__THE TASK__
Wherever the string "reports" appears in the entries below, return the line that holds it.

___ DATA FOR REVIEW

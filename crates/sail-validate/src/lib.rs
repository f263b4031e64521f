//! Member record validation for the sailing club registry.
//!
//! Takes a raw member record as submitted, normalizes its text fields,
//! derives the listing name, resolves the province against reference data
//! and reports every field-level failure in a fixed, deterministic order.
//!
//! # Rule order
//!
//! 1. Trim province code, email and comment
//! 2. Capitalize names, street and city
//! 3. Derive the full name
//! 4. Resolve the province and format the postal/zip code
//! 5. Reformat the home phone
//! 6. Check the email format
//! 7. Require a join year on new records
//! 8. Reject join years in the future
//! 9. Default the task-exempt and Canada Post flags
//! 10. Require email or a full mailing address, per communication preference
//!
//! Failures are returned, never raised. Errors from the province lookup are
//! turned into a failure on the province code and the remaining rules still
//! run.
//!
//! # Example
//!
//! ```
//! use sail_model::{MemberRecord, ProvinceOrState};
//! use sail_validate::{MemberValidator, lookup_fn};
//!
//! let provinces = lookup_fn(|code| {
//!     Ok((code == "ON").then(|| ProvinceOrState::new("ON", "Ontario", "CA")))
//! });
//! let validator = MemberValidator::new(provinces).with_current_year(2024);
//!
//! let mut record = MemberRecord {
//!     first_name: Some("john".into()),
//!     last_name: Some("SMITH".into()),
//!     province_code: Some("on".into()),
//!     postal_code: Some("k1a0b1".into()),
//!     home_phone: Some("(416) 555-1234".into()),
//!     email: Some("john@example.com".into()),
//!     year_joined: Some(2019),
//!     ..MemberRecord::default()
//! };
//!
//! let failures = validator.validate(&mut record);
//!
//! assert!(failures.is_empty());
//! assert_eq!(record.full_name.as_deref(), Some("Smith, John"));
//! assert_eq!(record.postal_code.as_deref(), Some("K1A 0B1"));
//! assert_eq!(record.home_phone.as_deref(), Some("416-555-1234"));
//! ```

pub mod checks;
mod failure;
mod lookup;
mod report;
mod validator;

pub use checks::email::{EMAIL_REGEX, is_valid_email};
pub use checks::names::derive_full_name;
pub use checks::presence::REQUIRED_FIELDS;
pub use failure::ValidationFailure;
pub use lookup::{FnLookup, LookupError, ProvinceLookup, lookup_fn};
pub use report::{FailureEntry, ValidationReport};
pub use validator::{MemberValidator, ValidatorOptions, check_presence, validate_member};
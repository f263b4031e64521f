//! Home phone normalization.

use sail_model::MemberRecord;
use sail_normalization::{extract_digits, format_phone_number};

use crate::failure::ValidationFailure;

/// Reduce the home phone to digits and reformat it as `DDD-DDD-DDDD`.
///
/// On failure the field keeps the extracted digits.
pub fn check(record: &mut MemberRecord) -> Vec<ValidationFailure> {
    let digits = extract_digits(record.home_phone.as_deref());

    match digits.as_deref().and_then(format_phone_number) {
        Some(formatted) => {
            record.home_phone = Some(formatted);
            Vec::new()
        }
        None => {
            let count = digits.as_deref().map_or(0, str::len);
            record.home_phone = digits;
            vec![ValidationFailure::PhoneLength { digits: count }]
        }
    }
}
//! Phone number formatting.

/// Number of digits in a North American phone number.
pub const PHONE_DIGITS: usize = 10;

/// Format ten digits as `DDD-DDD-DDDD`.
///
/// Returns `None` unless the input is exactly ten ASCII digits.
pub fn format_phone_number(digits: &str) -> Option<String> {
    if digits.len() != PHONE_DIGITS || !digits.bytes().all(|b| b.is_ascii_digit()) {
        return None;
    }
    Some(format!(
        "{}-{}-{}",
        &digits[..3],
        &digits[3..6],
        &digits[6..]
    ))
}

#[cfg(test)]
mod tests {
    use super::*;

    #[test]
    fn test_format_phone_number() {
        assert_eq!(
            format_phone_number("4165551234").as_deref(),
            Some("416-555-1234")
        );
        assert_eq!(format_phone_number("416555123"), None);
        assert_eq!(format_phone_number("41655512345"), None);
        assert_eq!(format_phone_number("416-555-12"), None);
        assert_eq!(format_phone_number(""), None);
    }
}
//! Member record as submitted by the presentation layer.

use serde::{Deserialize, Serialize};

/// A club member record.
///
/// `None` means the value was never supplied; `Some("")` means it was
/// supplied empty. Several normalization steps treat the two differently.
#[derive(Debug, Clone, Default, PartialEq, Eq, Serialize, Deserialize)]
#[serde(rename_all = "camelCase", default)]
pub struct MemberRecord {
    /// Storage key. `0` until the record has been persisted.
    pub member_id: i32,
    /// Derived from the member's and spouse's names.
    pub full_name: Option<String>,
    pub first_name: Option<String>,
    pub last_name: Option<String>,
    pub spouse_first_name: Option<String>,
    pub spouse_last_name: Option<String>,
    pub street: Option<String>,
    pub city: Option<String>,
    /// Two-letter province or state code.
    pub province_code: Option<String>,
    /// Canadian postal code or US zip code, depending on the province.
    pub postal_code: Option<String>,
    pub home_phone: Option<String>,
    pub email: Option<String>,
    pub year_joined: Option<i32>,
    pub comment: Option<String>,
    /// Excused from the volunteer duty requirement.
    pub task_exempt: Option<bool>,
    /// Member restricted communication to physical mail.
    pub use_canada_post: Option<bool>,
}

impl MemberRecord {
    /// True when the record has never been persisted.
    pub fn is_new(&self) -> bool {
        self.member_id == 0
    }

    /// Display name for reports, falling back to the raw names before the
    /// full name has been derived.
    pub fn display_name(&self) -> String {
        if let Some(full_name) = self.full_name.as_deref().filter(|s| !s.is_empty()) {
            return full_name.to_string();
        }
        let last = self.last_name.as_deref().unwrap_or("").trim();
        let first = self.first_name.as_deref().unwrap_or("").trim();
        match (last.is_empty(), first.is_empty()) {
            (true, true) => String::new(),
            (false, true) => last.to_string(),
            (true, false) => first.to_string(),
            (false, false) => format!("{last}, {first}"),
        }
    }
}

/// True when an optional text value is absent or empty.
pub fn is_blank(value: Option<&str>) -> bool {
    value.is_none_or(str::is_empty)
}

#[cfg(test)]
mod tests {
    use super::*;

    #[test]
    fn test_default_record_is_new() {
        let record = MemberRecord::default();
        assert!(record.is_new());
        assert_eq!(record.task_exempt, None);
        assert_eq!(record.use_canada_post, None);
    }

    #[test]
    fn test_display_name_prefers_full_name() {
        let record = MemberRecord {
            full_name: Some("Smith, John & Jane".to_string()),
            first_name: Some("John".to_string()),
            last_name: Some("Smith".to_string()),
            ..MemberRecord::default()
        };
        assert_eq!(record.display_name(), "Smith, John & Jane");
    }

    #[test]
    fn test_display_name_from_raw_names() {
        let record = MemberRecord {
            first_name: Some(" john ".to_string()),
            last_name: Some("smith".to_string()),
            ..MemberRecord::default()
        };
        assert_eq!(record.display_name(), "smith, john");

        let only_last = MemberRecord {
            last_name: Some("Smith".to_string()),
            ..MemberRecord::default()
        };
        assert_eq!(only_last.display_name(), "Smith");
    }

    #[test]
    fn test_is_blank() {
        assert!(is_blank(None));
        assert!(is_blank(Some("")));
        assert!(!is_blank(Some(" ")));
        assert!(!is_blank(Some("x")));
    }
}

______

__OUTPUT__
//! and reports every field-level failure in a fixed, deterministic order.
    /// Display name for reports, falling back to the raw names before the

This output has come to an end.